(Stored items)
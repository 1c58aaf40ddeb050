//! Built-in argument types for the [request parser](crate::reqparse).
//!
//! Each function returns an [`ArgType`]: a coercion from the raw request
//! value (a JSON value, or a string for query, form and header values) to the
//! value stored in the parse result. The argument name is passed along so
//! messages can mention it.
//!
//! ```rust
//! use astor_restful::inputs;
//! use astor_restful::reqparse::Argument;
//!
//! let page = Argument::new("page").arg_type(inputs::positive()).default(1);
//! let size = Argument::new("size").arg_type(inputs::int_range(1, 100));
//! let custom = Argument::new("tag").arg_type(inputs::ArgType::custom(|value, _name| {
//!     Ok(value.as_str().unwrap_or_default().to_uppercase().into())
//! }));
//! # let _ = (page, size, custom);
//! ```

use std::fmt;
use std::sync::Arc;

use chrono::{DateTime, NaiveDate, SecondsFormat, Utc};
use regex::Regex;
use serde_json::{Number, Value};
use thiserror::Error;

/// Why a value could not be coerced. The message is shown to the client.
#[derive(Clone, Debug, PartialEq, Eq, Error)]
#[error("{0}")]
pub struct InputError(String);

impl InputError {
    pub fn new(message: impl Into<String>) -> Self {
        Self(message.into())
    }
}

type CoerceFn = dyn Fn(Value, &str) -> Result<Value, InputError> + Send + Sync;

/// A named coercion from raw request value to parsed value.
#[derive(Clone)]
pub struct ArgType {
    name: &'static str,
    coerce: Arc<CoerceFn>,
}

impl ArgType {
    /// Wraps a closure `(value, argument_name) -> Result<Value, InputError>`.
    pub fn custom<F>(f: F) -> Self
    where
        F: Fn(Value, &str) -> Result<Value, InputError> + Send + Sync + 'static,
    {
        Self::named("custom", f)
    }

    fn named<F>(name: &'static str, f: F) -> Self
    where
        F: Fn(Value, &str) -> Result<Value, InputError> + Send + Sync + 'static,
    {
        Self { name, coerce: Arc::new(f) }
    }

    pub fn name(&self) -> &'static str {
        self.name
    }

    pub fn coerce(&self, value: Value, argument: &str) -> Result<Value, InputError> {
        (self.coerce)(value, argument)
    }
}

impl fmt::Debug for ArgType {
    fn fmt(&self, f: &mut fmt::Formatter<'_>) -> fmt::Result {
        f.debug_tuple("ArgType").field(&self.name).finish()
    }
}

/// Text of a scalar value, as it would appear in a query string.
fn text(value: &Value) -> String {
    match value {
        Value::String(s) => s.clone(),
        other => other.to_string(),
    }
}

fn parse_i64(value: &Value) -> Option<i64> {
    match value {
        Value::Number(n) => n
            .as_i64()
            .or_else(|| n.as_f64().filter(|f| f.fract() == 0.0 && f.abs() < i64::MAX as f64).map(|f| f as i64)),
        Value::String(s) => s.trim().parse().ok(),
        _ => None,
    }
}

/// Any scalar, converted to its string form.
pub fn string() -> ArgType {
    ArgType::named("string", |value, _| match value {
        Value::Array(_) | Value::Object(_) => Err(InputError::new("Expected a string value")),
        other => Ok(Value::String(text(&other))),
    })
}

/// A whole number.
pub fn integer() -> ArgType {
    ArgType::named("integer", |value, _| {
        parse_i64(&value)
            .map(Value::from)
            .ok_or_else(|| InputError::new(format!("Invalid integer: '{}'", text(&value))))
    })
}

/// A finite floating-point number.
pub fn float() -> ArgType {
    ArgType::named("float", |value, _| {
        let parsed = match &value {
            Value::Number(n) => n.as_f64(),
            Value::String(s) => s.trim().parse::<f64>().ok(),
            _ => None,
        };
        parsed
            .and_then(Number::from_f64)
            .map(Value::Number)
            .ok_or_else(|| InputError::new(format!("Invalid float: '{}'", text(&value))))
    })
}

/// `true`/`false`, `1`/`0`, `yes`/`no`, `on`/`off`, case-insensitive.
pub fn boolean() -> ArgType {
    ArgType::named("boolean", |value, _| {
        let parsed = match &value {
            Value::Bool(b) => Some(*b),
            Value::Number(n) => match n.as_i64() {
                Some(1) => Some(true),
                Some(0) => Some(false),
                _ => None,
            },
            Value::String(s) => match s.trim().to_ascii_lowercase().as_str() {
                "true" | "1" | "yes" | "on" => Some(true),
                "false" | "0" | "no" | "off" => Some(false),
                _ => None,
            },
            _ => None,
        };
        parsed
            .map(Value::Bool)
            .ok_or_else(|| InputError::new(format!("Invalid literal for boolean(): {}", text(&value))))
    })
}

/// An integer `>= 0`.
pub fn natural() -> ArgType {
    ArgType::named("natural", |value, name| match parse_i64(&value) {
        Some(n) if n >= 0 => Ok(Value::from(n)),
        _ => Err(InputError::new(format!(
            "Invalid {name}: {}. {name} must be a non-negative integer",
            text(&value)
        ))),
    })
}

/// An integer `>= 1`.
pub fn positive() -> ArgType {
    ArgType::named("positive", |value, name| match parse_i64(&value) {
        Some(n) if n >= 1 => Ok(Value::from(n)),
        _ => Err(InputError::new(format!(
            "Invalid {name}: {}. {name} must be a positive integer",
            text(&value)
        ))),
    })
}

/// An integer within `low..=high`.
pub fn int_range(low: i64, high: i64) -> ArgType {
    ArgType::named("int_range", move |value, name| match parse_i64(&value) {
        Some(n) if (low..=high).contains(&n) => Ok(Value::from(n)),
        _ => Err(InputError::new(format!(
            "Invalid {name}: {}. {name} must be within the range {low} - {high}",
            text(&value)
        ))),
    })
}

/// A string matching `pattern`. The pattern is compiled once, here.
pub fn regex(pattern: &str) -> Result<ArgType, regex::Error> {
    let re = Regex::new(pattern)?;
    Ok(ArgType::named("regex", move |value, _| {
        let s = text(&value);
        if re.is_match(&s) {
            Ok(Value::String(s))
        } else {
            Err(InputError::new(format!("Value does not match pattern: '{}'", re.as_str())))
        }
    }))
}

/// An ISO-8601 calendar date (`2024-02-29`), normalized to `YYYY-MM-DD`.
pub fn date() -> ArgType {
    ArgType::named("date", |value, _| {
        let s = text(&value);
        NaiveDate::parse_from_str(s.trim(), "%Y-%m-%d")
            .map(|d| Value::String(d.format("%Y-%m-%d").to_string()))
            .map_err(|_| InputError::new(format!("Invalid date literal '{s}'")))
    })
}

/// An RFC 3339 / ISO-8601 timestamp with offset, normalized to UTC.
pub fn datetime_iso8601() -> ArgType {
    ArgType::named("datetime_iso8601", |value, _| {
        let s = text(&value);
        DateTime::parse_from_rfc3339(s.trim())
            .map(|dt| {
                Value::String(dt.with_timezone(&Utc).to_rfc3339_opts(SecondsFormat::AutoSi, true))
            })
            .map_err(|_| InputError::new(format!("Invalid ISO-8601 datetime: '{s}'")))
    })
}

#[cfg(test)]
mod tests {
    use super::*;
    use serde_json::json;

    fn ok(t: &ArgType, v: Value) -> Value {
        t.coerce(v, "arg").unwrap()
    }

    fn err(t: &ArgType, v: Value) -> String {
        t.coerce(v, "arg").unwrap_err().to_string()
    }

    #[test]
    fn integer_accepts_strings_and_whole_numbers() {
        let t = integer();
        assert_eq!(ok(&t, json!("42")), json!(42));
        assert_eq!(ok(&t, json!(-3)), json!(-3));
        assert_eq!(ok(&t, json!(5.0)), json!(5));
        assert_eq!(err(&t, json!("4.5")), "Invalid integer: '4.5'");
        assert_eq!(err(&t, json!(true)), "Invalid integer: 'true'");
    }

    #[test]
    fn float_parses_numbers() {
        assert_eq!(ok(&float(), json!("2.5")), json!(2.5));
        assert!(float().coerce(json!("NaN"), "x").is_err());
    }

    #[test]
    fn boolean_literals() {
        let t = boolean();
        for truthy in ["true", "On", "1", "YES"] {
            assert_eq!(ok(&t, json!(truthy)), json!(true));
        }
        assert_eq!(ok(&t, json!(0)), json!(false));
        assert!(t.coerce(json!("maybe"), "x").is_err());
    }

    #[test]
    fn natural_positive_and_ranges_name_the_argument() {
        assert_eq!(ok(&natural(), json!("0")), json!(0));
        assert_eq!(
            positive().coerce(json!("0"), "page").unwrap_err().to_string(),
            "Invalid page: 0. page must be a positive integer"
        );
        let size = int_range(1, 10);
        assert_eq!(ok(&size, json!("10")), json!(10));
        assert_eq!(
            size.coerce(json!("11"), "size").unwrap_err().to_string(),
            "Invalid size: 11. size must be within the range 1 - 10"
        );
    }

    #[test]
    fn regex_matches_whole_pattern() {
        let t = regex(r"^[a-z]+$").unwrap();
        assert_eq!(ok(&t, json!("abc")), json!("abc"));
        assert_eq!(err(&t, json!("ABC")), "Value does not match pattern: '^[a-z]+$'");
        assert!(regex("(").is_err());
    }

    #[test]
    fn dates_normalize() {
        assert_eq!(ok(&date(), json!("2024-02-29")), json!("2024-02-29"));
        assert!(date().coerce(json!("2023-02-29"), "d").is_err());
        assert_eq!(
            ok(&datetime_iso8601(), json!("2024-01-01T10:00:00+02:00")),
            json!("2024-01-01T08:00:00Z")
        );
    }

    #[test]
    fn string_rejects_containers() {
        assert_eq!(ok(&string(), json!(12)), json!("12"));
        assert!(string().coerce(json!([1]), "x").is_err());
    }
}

▶ _Assigned task_: Answer with a single number: how many lines above hold the word "does"?

▶ _Finished task_: 2